Getting a good night’s sleep plays a crucial role in keeping our mind and body healthy. But it’s not always easy to switch off at the end of the day. For many of us snuggling into bed means binge-watching Netflix, scrolling through Instagram or talking to friends on social media. And while these things might seem like they’re helping you unwind after a big day, spending time on devices or in front of screens can get in the way of you getting the serious shut-eye you need.
“As the reality of Covid-19 steps up, people are rightly more vigilant with handwashing, social distancing and working from home if they can. But what they may not realise is how important sleep is to their overall health,” explains University of South Australia sleep and fatigue researcher, Dr Raymond Matthews.
“Sleep plays a vital role in the function of the body’s immune system. When people suffer from a lack of sleep, they’re reducing their body’s natural killer cells – the white blood cells that hunt down virally-infected cells – which means they may be compromising their immune system and increasing their risk of getting sick.
For those struggling to get a good night’s sleep, Dr Matthews says there are many things you can do.
“Having a bedtime routine to relax and wind down before bed, really helps. This could include turning the TV off earlier and settling down to read a good book in bed, but really, it’s whatever makes you feel calm and comfortable,” Dr Matthews says.
Here are some easy ways to overhaul your bedtime rituals so you wake up feeling rested and well each morning.
1. Unwind, Relax and Switch Off
While that late-night Netflix bingeing might seem like a great way to unwind, if you really want to maximise your sleep it’s best to turn off and shut down anything that stimulates your mind. Instead of trying to catch up on work emails, scrolling Instagram or chatting on social media try doing something that promotes relaxation. Take a bath, practise some meditation or read a book.
2. Create the right sleep environment
There’s a lot more to getting a great night’s sleep than just a comfy bed. To create the optimum environment for quality sleep you need to think about how dark your bedroom is, whether the temperature is right and whether it is quiet enough. Mess and clutter have also been found to contribute to stress – so if you really want to catch up on your beauty sleep it pays to keep your bedroom tidy and organised.

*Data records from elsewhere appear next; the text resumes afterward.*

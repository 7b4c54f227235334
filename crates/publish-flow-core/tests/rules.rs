// crates/publish-flow-core/tests/rules.rs
// ============================================================================
// Module: Plugin Rule Tests
// Description: Duplicate detection, metadata gating, and load-test rules.
// Purpose: Ensure cross-field rules append errors after schema errors.
// Dependencies: publish-flow-core, serde_json
// ============================================================================

//! Plugin rule engine behavior tests.

#![allow(
    clippy::unwrap_used,
    clippy::expect_used,
    reason = "Test setup uses unwrap for clarity."
)]

mod common;

use publish_flow_core::ErrorEntry;
use publish_flow_core::ErrorKind;
use publish_flow_core::FieldValidation;
use publish_flow_core::LoadTestContext;
use publish_flow_core::Locale;
use publish_flow_core::PluginRuleEngine;
use publish_flow_core::PublishRules;
use publish_flow_core::RegistryEntry;
use publish_flow_core::RuleContext;
use publish_flow_core::field;
use serde_json::Value;
use serde_json::json;

use crate::common::demo_entry;
use crate::common::failed_load_test;
use crate::common::passed_load_test;

/// Validated data equal to the demo registry entry plus name.
fn demo_validation(version: &str) -> FieldValidation {
    let mut data = demo_entry(version);
    data.insert(field::NAME.to_string(), json!("demo"));
    FieldValidation {
        data,
        errors: Vec::new(),
    }
}

fn apply(
    previous: Option<&RegistryEntry>,
    load_test: &LoadTestContext,
    validation: FieldValidation,
) -> FieldValidation {
    let ctx = RuleContext {
        previous,
        load_test,
        locale: Locale::En,
    };
    PluginRuleEngine.apply(&ctx, validation)
}

fn kinds(validation: &FieldValidation) -> Vec<ErrorKind> {
    validation.errors.iter().map(|entry| entry.kind).collect()
}

#[test]
fn passing_load_test_adds_no_errors() {
    let result = apply(None, &passed_load_test("0.1.0"), demo_validation("0.1.0"));

    assert!(result.errors.is_empty());
    assert_eq!(result.data.get(field::VERSION), Some(&json!("0.1.0")));
}

#[test]
fn identical_resubmission_is_a_duplicate() {
    let previous = demo_entry("0.1.0");

    let result = apply(Some(&previous), &passed_load_test("0.1.0"), demo_validation("0.1.0"));

    assert_eq!(kinds(&result), vec![ErrorKind::PreviousData]);
    let entry = &result.errors[0];
    assert_eq!(entry.ctx.get("previous_data"), Some(&Value::Object(previous)));
    assert!(entry.ctx.contains_key("data"));
}

#[test]
fn version_bump_is_not_a_duplicate() {
    let previous = demo_entry("0.1.0");

    let result = apply(Some(&previous), &passed_load_test("0.2.0"), demo_validation("0.2.0"));

    assert!(result.errors.is_empty());
}

#[test]
fn missing_data_key_is_not_a_duplicate() {
    let previous = demo_entry("0.1.0");
    let mut validation = demo_validation("0.1.0");
    validation.data.shift_remove(field::MODULE);

    let result = apply(Some(&previous), &passed_load_test("0.1.0"), validation);

    assert!(result.errors.is_empty());
}

#[test]
fn missing_metadata_replaces_metadata_field_errors() {
    let mut validation = demo_validation("0.1.0");
    for name in field::METADATA_FIELDS {
        validation.data.shift_remove(name);
    }
    validation.errors.push(ErrorEntry::at(field::MODULE, ErrorKind::Missing, "Field required"));
    for name in field::METADATA_FIELDS {
        validation.errors.push(ErrorEntry::at(name, ErrorKind::Missing, "Field required"));
    }

    let result = apply(None, &failed_load_test("ImportError"), validation);

    assert_eq!(
        kinds(&result),
        vec![ErrorKind::Missing, ErrorKind::Metadata, ErrorKind::PluginTest]
    );
    assert_eq!(result.errors[0].field(), Some(field::MODULE));
    assert_eq!(result.errors[1].ctx.get("plugin_test_result"), Some(&json!(false)));
    assert_eq!(result.errors[2].ctx.get("output"), Some(&json!("ImportError")));
    for name in field::METADATA_FIELDS {
        assert!(!result.data.contains_key(name));
    }
}

#[test]
fn passed_test_without_metadata_only_reports_metadata() {
    let load_test = LoadTestContext {
        skip: false,
        passed: true,
        output: String::new(),
        metadata: None,
    };

    let result = apply(None, &load_test, demo_validation("0.1.0"));

    assert_eq!(kinds(&result), vec![ErrorKind::Metadata]);
    assert_eq!(result.errors[0].ctx.get("plugin_test_result"), Some(&json!(true)));
    assert!(!result.data.contains_key(field::USAGE));
    assert!(result.data.contains_key(field::MODULE));
}

#[test]
fn skipped_test_bypasses_metadata_and_load_rules() {
    let load_test = LoadTestContext {
        skip: true,
        ..LoadTestContext::default()
    };
    let mut validation = demo_validation("0.1.0");
    validation.errors.push(ErrorEntry::at(field::USAGE, ErrorKind::Missing, "Field required"));

    let result = apply(None, &load_test, validation);

    assert_eq!(kinds(&result), vec![ErrorKind::Missing]);
    assert!(result.data.contains_key(field::DESCRIPTION));
}

#[test]
fn rule_errors_follow_in_fixed_order() {
    let previous = demo_entry("0.1.0");
    let load_test = LoadTestContext {
        skip: false,
        passed: false,
        output: "boom".to_string(),
        metadata: None,
    };

    let result = apply(Some(&previous), &load_test, demo_validation("0.1.0"));

    assert_eq!(
        kinds(&result),
        vec![ErrorKind::PreviousData, ErrorKind::Metadata, ErrorKind::PluginTest]
    );
}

3. Rethink your pre-sleep eating and drinking habits
If you’re having trouble getting to sleep and staying asleep, it might be worth taking a closer look at how you’re fueling your body prior to hitting the pillow. If you’re a coffee-lover, cutting back on caffeine is one of the obvious places to start. Switch out your afternoon coffee for a caffeine-free, sleep-promoting herbal tea – try chamomille blends. Alcohol is another stimulant that can interfere with sleep and reducing your alcoholic consumption should help you get a more restful night’s sleep. Food can also play a role in how well you sleep. Avoiding heavy meals and rich food late in the evening is a good way to improve your sleep quality. Read more about eating your way to a better sleep here.
4. Try writing down your thoughts
If your mind is still racing when your head hits the pillow, writing down your thoughts and to-do lists can help you unwind and let these thoughts go. Instead of tossing and turning, keep a notebook or notepad by your bedside so you can jot down your worries and thoughts.
5. Stick to a schedule
Following the same pre-bedtime rituals every day could help you build better sleep habits. As well as sticking to the same routine each evening, going to be at the same time each night and waking up at the same time each morning can help too.